Compact set and metrizable set.

Question

A know that the completeness of a metric space $(X,d)$ depend on the metric $d$ i.e. we can have $\mathcal T_d=\mathcal T_{d'}$ but $(X,d)$ complete whereas $(X,d')$ not complete.

Q1) Could someone give me an example of such a fact ?

Now, I know that compactness doesn't depend on the metric. But I know that in a metric spaces $(X,d)$, a set is compact $\iff$ it's totally bounded and complete.

Q2) Can I conclude that if $(X,\mathcal T)$ is a compact metrizable space, then $(X,d)$ will be complete for all metric $$d:X\times X\to \mathbb R \ \ ?$$

Answer 1

Q1) $X=\Bbb N$ with $d_1(x,y)=|x-y|$ and $d_2(x,y)=|\frac1x-\frac1y|$.

Q2) Yes, for all metrics which induce the topology $\mathcal T$.

Answer 2

Example 1. Let $X =\{1/n:n\in \Bbb N\}.$ For $x,y \in X$ let $d(x,y)=1$ if $x\ne y.$ Let $d'(x,y)=|x-y|.$

Example 2. For $y,z\in \Bbb R$ let $d(y,z)=|y-z|.$ For $x\in \Bbb R$ let $f(x)=\arctan x.$ Then $f$ is a homeomorphism from $\Bbb R$ to the real sub-space $(-\pi/2,\pi/2).$

For $y,z\in \Bbb R$ let $d'(y,z)=d(f(y),f(z))=|(\arctan y)-(\arctan z)|.$ The sequence $(n)_{n\in \Bbb R}$ in $\Bbb R$ is $d'$-Cauchy but has no $d'$-limit.

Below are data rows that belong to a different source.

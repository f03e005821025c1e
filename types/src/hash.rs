//! Transaction hash type.

use serde::{Deserialize, Deserializer, Serialize, Serializer};
use std::fmt;
use std::str::FromStr;

use crate::TypesError;

/// A 32-byte ledger transaction hash.
///
/// Rendered as `0x`-prefixed lowercase hex on the wire and in logs.
#[derive(Clone, Copy, PartialEq, Eq, Hash, PartialOrd, Ord)]
pub struct TxHash([u8; 32]);

impl TxHash {
    pub const ZERO: Self = Self([0u8; 32]);

    pub fn new(bytes: [u8; 32]) -> Self {
        Self(bytes)
    }

    pub fn as_bytes(&self) -> &[u8; 32] {
        &self.0
    }

    pub fn is_zero(&self) -> bool {
        self.0 == [0u8; 32]
    }

    /// Short form for log lines: first four bytes.
    pub fn short(&self) -> String {
        format!("0x{}", hex::encode(&self.0[..4]))
    }
}

impl fmt::Debug for TxHash {
    fn fmt(&self, f: &mut fmt::Formatter<'_>) -> fmt::Result {
        write!(f, "TxHash({})", hex::encode(&self.0[..4]))
    }
}

impl fmt::Display for TxHash {
    fn fmt(&self, f: &mut fmt::Formatter<'_>) -> fmt::Result {
        write!(f, "0x{}", hex::encode(self.0))
    }
}

impl FromStr for TxHash {
    type Err = TypesError;

    /// Accepts 64 hex characters with or without a `0x` prefix.
    fn from_str(s: &str) -> Result<Self, Self::Err> {
        let digits = s.strip_prefix("0x").unwrap_or(s);
        if digits.len() != 64 {
            return Err(TypesError::InvalidHash(format!(
                "expected 64 hex characters, got {}",
                digits.len()
            )));
        }
        let mut bytes = [0u8; 32];
        hex::decode_to_slice(digits, &mut bytes)
            .map_err(|e| TypesError::InvalidHash(e.to_string()))?;
        Ok(Self(bytes))
    }
}

impl Serialize for TxHash {
    fn serialize<S: Serializer>(&self, serializer: S) -> Result<S::Ok, S::Error> {
        serializer.serialize_str(&self.to_string())
    }
}

impl<'de> Deserialize<'de> for TxHash {
    fn deserialize<D: Deserializer<'de>>(deserializer: D) -> Result<Self, D::Error> {
        let s = String::deserialize(deserializer)?;
        s.parse().map_err(serde::de::Error::custom)
    }
}
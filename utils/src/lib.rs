//! Shared utilities for chainvote.

pub mod backoff;
pub mod logging;
pub mod tracing_spans;

pub use backoff::{retry, Backoff};
pub use logging::init_tracing;
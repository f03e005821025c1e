//! Axum-based Store API server.

use std::net::SocketAddr;
use std::sync::Arc;

use axum::body::Body;
use axum::http::Request;
use axum::routing::{get, post};
use axum::Router;
use chainvote_store::Store;
use chainvote_types::Clock;
use chainvote_utils::tracing_spans::api_request_span;
use chainvote_verification::VoteVerifier;
use tokio::net::{TcpListener, ToSocketAddrs};
use tokio::sync::broadcast;
use tower_http::trace::TraceLayer;
use tracing::info;

use crate::{handlers, ApiMetrics};

/// Shared state of every handler.
pub struct ApiState {
    pub verifier: Arc<VoteVerifier>,
    pub clock: Arc<dyn Clock>,
    pub metrics: ApiMetrics,
}

impl ApiState {
    pub fn new(verifier: Arc<VoteVerifier>, clock: Arc<dyn Clock>) -> Self {
        Self {
            verifier,
            clock,
            metrics: ApiMetrics::new(),
        }
    }

    pub fn store(&self) -> &Arc<dyn Store> {
        self.verifier.store()
    }
}

/// Build the API router.
pub fn router(state: Arc<ApiState>) -> Router {
    Router::new()
        .route("/verify/vote", post(handlers::verify_vote))
        .route("/elections", get(handlers::all_elections))
        .route("/elections/active", get(handlers::active_elections))
        .route("/elections/results", get(handlers::results))
        .route("/elections/:id", get(handlers::election))
        .route("/vote/status/:election_id", get(handlers::vote_status))
        .route("/vote/history", get(handlers::vote_history))
        .route("/auth/me", get(handlers::me))
        .route(
            "/auth/wallet",
            post(handlers::link_wallet).delete(handlers::unlink_wallet),
        )
        .route("/admin/elections/:id/sync", post(handlers::sync_election))
        .route("/admin/elections/:id/close", post(handlers::close_election))
        .route("/health", get(handlers::health))
        .route("/metrics", get(handlers::metrics))
        .layer(
            TraceLayer::new_for_http().make_span_with(|request: &Request<Body>| {
                api_request_span(request.method(), request.uri().path())
            }),
        )
        .with_state(state)
}

/// The Store API bound to a listening socket.
pub struct ApiServer {
    listener: TcpListener,
    state: Arc<ApiState>,
}

impl ApiServer {
    pub async fn bind(addr: impl ToSocketAddrs, state: Arc<ApiState>) -> std::io::Result<Self> {
        let listener = TcpListener::bind(addr).await?;
        Ok(Self { listener, state })
    }

    pub fn local_addr(&self) -> std::io::Result<SocketAddr> {
        self.listener.local_addr()
    }

    /// Serve until `shutdown` fires.
    pub async fn run(self, shutdown: broadcast::Receiver<()>) -> std::io::Result<()> {
        serve(self.listener, self.state, shutdown).await
    }
}

/// Serve the API on an already bound listener until `shutdown` fires.
pub async fn serve(
    listener: TcpListener,
    state: Arc<ApiState>,
    mut shutdown: broadcast::Receiver<()>,
) -> std::io::Result<()> {
    info!(addr = %listener.local_addr()?, "store API listening");
    axum::serve(listener, router(state))
        .with_graceful_shutdown(async move {
            let _ = shutdown.recv().await;
            info!("store API stopping");
        })
        .await
}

The idea is a homeomorphic embedding $f:X\to Y$ where $Y$ is metrizable and $f(X)$ is not closed in $Y$.

A metrizable space is compact iff every metric for it is complete. It is easy to show that every metric for a compact metrizable space is complete.(See Footnote). To show that $any$ non-compact metrizable space has an incomplete metric is $not$ easy.

In case you are not familiar with the terminology, a homeomorphic embedding $f:X\to Y$ is a homeomorphism from $X$ to the sub-space $f(X)$ of $Y.$

Footnote: If $(X,d)$ is a metric space and $(p_n)_{n\in \Bbb N}$ is a $d$-Cauchy sequence with no limit point then $\{X\setminus \{p_n:n\geq m\}:m\in \Bbb N\}$ is an open cover of $X$ with no finite subcover.